_Exercise brief_
Of the lines in the data below, write out exactly those from the one holding "pub mod scope;" through the one holding "pub use value::ScalarValue;", both included.

_Source data_
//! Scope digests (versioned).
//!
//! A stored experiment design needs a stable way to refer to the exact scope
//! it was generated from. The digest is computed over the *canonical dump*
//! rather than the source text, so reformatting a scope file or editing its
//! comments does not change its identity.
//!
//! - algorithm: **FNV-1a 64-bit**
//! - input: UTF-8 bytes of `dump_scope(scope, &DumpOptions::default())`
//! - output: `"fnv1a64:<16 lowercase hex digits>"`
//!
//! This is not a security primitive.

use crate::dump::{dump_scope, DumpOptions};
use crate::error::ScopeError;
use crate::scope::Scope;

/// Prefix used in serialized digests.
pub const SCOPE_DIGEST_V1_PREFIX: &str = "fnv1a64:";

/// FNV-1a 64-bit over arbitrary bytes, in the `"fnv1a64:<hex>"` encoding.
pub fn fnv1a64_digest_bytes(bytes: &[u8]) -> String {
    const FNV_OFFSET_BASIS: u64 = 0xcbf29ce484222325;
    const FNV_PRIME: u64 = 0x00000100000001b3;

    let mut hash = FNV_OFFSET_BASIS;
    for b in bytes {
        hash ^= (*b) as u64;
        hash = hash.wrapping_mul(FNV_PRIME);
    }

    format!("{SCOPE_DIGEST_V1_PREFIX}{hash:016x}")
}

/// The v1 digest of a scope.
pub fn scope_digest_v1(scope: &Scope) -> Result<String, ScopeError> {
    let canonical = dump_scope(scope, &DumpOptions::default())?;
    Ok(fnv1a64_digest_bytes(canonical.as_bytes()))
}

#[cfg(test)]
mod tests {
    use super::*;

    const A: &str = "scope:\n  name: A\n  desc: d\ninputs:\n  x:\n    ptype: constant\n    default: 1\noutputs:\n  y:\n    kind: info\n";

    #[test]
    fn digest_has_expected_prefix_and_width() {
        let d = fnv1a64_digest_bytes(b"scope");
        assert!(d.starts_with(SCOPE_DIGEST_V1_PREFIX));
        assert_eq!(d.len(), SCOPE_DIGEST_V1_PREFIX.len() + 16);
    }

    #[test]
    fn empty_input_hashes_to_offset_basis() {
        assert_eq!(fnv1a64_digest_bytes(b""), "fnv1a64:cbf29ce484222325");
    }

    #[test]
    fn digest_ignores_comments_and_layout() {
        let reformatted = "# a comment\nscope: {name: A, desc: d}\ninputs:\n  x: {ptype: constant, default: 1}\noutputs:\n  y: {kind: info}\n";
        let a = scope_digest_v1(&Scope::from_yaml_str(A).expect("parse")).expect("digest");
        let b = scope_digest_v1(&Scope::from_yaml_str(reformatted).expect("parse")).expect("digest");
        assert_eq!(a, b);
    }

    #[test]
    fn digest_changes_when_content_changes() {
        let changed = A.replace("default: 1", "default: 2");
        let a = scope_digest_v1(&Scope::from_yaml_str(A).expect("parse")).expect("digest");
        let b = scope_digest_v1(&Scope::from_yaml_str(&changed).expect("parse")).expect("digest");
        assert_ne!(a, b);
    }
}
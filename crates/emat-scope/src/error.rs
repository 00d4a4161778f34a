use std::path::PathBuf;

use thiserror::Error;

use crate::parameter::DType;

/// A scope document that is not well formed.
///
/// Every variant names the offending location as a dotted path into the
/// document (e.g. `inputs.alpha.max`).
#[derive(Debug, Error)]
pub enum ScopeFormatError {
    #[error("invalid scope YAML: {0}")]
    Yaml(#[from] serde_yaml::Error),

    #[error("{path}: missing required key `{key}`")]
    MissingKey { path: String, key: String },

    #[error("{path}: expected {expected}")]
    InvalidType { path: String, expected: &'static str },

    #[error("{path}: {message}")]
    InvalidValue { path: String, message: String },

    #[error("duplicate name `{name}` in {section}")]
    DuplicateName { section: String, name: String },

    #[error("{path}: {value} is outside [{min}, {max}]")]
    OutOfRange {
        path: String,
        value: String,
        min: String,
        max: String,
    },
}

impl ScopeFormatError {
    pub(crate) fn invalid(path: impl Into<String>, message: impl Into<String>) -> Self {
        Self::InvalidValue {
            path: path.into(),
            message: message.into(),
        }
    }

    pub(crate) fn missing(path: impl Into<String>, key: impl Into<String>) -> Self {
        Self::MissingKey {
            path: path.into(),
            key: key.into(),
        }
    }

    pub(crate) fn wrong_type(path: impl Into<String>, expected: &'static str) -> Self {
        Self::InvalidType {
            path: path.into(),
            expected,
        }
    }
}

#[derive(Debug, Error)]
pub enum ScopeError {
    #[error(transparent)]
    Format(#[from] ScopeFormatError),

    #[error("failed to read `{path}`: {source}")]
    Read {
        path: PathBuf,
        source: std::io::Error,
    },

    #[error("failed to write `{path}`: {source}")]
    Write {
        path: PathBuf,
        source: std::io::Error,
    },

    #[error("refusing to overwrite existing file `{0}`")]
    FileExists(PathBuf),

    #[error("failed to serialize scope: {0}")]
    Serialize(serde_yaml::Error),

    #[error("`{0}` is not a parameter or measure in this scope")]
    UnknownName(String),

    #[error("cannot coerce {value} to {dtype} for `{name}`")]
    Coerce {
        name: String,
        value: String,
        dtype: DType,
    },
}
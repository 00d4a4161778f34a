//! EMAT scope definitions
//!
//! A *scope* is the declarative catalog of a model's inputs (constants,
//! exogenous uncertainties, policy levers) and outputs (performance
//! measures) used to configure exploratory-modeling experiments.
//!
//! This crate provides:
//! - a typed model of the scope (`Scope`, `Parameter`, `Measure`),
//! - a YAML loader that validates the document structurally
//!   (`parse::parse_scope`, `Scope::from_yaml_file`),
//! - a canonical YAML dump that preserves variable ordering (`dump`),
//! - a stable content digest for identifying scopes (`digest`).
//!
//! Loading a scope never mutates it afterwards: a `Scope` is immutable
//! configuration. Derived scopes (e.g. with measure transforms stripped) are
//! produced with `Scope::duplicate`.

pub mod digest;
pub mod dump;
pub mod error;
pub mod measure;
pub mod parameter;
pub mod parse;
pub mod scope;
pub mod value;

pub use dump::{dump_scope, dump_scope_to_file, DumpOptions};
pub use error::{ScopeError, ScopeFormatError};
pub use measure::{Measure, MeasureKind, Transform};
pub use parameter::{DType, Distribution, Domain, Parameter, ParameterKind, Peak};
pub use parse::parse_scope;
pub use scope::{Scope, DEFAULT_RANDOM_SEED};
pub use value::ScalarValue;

--

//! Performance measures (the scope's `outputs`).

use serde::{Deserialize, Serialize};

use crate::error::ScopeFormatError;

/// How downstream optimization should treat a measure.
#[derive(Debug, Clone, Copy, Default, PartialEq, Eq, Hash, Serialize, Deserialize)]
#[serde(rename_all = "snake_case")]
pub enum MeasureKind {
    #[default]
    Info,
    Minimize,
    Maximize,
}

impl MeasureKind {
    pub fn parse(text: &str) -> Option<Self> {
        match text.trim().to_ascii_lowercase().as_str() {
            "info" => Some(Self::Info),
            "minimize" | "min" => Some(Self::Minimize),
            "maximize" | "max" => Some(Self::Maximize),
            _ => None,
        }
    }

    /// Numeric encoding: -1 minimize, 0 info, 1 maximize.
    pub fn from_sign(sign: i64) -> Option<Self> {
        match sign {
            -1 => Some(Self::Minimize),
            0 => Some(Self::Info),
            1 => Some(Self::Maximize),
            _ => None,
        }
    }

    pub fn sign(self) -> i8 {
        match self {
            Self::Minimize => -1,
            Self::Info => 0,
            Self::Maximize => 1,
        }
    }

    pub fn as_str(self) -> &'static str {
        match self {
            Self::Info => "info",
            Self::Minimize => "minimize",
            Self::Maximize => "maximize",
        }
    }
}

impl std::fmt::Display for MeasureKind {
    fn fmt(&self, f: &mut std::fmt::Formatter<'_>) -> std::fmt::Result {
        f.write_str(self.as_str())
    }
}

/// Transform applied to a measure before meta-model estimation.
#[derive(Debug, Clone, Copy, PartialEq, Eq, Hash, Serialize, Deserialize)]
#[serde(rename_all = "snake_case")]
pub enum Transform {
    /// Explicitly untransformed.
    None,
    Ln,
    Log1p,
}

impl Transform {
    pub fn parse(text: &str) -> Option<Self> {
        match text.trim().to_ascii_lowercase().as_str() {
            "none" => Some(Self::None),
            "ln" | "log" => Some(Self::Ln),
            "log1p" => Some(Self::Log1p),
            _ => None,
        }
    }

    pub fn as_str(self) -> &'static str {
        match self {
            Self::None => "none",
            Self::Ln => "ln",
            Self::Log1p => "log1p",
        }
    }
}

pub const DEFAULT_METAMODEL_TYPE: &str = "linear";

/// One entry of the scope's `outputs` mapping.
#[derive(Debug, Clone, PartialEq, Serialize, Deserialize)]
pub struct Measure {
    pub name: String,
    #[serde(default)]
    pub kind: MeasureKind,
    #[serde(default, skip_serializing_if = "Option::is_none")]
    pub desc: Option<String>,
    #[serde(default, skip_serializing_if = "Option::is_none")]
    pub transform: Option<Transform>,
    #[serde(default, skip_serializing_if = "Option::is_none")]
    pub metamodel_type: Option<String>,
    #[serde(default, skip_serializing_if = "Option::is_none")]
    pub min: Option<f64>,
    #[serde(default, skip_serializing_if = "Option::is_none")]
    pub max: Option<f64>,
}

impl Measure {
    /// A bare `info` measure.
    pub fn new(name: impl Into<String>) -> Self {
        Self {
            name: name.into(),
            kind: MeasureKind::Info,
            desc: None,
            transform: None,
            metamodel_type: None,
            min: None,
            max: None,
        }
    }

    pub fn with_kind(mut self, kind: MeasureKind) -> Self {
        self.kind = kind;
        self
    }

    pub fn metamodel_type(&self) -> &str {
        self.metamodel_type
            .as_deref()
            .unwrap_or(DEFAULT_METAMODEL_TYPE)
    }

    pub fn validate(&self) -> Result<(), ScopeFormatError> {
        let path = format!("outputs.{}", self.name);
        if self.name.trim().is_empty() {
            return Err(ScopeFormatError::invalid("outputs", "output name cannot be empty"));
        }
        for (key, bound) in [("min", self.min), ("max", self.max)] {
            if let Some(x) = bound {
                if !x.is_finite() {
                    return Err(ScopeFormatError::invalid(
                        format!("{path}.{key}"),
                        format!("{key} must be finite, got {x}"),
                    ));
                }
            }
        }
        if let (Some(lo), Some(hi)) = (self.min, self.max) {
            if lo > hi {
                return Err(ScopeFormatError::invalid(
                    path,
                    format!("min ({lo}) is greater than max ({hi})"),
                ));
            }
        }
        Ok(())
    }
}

_Task output_
pub mod scope;
pub mod value;

pub use dump::{dump_scope, dump_scope_to_file, DumpOptions};
pub use error::{ScopeError, ScopeFormatError};
pub use measure::{Measure, MeasureKind, Transform};
pub use parameter::{DType, Distribution, Domain, Parameter, ParameterKind, Peak};
pub use parse::parse_scope;
pub use scope::{Scope, DEFAULT_RANDOM_SEED};
pub use value::ScalarValue;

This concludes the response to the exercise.